START RECORDS
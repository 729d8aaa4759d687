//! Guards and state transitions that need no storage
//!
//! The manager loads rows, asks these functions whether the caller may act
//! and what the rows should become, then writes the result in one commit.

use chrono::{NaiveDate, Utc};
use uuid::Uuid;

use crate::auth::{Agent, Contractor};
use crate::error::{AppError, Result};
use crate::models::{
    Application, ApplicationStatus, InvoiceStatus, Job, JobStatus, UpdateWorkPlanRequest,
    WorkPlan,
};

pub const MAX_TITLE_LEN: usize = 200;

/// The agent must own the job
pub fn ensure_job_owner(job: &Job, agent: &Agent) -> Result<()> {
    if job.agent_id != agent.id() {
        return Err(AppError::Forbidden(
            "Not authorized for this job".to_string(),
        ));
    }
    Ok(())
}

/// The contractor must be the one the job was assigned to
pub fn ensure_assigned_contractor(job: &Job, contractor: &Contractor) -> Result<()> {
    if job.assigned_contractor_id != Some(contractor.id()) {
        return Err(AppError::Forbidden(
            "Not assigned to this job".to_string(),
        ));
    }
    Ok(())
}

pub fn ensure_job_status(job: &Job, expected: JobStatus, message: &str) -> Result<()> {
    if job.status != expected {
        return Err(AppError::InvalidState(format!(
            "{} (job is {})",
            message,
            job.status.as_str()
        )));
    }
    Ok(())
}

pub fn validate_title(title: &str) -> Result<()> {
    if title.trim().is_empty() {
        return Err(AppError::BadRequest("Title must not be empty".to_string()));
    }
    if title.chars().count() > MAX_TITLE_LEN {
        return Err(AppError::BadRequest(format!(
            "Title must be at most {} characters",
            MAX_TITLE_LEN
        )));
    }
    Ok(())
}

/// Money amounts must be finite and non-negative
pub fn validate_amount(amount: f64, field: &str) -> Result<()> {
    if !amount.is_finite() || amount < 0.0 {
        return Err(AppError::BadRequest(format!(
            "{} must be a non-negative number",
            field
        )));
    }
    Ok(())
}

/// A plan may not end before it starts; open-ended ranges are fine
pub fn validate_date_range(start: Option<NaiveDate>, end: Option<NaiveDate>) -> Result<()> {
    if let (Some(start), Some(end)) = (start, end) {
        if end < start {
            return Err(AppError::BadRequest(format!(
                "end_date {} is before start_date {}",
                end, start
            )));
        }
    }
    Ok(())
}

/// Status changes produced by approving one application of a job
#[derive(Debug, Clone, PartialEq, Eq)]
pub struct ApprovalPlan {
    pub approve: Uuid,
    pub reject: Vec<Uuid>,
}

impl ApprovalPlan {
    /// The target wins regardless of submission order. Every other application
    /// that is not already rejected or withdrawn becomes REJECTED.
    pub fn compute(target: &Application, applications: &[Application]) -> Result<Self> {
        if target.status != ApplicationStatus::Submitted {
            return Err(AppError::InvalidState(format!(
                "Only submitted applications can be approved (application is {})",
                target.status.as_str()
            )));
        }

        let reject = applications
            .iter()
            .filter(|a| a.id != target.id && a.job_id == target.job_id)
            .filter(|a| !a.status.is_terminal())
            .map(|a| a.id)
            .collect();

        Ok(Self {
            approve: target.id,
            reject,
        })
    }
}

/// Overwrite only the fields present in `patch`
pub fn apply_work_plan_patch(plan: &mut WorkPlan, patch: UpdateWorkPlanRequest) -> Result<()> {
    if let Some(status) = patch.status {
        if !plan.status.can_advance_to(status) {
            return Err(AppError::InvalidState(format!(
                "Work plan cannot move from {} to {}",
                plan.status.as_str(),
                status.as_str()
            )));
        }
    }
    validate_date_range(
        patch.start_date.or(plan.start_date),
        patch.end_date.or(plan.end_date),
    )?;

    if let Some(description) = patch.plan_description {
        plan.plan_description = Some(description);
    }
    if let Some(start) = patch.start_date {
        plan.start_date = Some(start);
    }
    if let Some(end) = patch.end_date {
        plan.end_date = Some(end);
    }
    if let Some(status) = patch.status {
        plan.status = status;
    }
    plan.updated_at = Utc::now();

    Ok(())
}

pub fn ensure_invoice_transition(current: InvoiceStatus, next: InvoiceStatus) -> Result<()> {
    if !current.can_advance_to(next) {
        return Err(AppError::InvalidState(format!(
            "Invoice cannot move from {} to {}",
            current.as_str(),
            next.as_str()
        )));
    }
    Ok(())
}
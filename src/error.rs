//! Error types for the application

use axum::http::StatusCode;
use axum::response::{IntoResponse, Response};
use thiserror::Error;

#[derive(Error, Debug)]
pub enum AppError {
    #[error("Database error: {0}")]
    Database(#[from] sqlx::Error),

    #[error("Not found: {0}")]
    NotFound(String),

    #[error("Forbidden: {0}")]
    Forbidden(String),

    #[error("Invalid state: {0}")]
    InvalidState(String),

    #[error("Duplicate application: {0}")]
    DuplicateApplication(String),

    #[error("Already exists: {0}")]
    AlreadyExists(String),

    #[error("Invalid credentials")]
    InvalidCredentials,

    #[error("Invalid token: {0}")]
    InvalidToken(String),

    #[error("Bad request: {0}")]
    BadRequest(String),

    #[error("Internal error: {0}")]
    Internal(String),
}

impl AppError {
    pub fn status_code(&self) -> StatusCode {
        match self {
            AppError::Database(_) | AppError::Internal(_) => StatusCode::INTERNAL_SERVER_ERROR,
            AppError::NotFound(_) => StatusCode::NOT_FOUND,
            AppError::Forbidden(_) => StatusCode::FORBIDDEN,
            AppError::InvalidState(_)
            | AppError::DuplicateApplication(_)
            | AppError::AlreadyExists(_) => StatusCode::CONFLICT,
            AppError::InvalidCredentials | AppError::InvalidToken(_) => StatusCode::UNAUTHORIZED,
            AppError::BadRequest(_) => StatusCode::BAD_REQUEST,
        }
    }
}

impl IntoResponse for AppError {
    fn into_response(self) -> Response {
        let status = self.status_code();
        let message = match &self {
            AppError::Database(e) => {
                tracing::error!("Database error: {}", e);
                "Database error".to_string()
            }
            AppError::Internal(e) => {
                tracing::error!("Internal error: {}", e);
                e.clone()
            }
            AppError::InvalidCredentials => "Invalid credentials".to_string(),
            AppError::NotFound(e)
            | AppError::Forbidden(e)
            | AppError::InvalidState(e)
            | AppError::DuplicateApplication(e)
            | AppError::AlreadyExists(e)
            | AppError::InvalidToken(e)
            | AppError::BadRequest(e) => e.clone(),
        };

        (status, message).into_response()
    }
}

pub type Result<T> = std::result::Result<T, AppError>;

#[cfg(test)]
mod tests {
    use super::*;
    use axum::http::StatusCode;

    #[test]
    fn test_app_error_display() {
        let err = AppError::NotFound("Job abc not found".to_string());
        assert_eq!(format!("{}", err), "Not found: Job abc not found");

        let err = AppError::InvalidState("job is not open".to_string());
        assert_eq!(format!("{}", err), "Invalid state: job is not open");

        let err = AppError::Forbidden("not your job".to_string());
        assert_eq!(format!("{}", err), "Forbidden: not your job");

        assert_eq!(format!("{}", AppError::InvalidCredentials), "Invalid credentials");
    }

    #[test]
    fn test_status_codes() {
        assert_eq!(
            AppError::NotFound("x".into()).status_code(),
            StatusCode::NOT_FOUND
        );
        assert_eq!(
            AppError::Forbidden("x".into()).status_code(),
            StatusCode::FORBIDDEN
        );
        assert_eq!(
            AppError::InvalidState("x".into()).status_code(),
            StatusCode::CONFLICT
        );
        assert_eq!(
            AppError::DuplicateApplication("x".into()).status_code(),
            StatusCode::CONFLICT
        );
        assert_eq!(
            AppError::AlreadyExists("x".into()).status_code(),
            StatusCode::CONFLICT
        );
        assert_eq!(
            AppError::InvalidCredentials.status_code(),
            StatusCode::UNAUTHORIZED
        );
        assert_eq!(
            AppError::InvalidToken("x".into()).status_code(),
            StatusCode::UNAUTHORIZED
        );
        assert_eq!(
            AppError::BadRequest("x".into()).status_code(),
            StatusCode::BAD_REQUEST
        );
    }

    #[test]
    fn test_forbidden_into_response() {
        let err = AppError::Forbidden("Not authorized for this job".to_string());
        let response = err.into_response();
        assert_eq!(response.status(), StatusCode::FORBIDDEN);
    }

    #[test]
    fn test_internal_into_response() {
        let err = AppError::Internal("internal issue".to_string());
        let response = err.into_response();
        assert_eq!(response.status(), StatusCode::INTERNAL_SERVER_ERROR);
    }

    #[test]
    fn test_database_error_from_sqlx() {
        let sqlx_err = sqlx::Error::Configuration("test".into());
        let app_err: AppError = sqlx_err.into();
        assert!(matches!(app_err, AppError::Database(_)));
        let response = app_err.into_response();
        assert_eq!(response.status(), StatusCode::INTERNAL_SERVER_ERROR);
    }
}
END RECORDS
Please find every line in the records above that holds the word "JobStatus" and copy it.

    Application, ApplicationStatus, InvoiceStatus, Job, JobStatus, UpdateWorkPlanRequest,
pub fn ensure_job_status(job: &Job, expected: JobStatus, message: &str) -> Result<()> {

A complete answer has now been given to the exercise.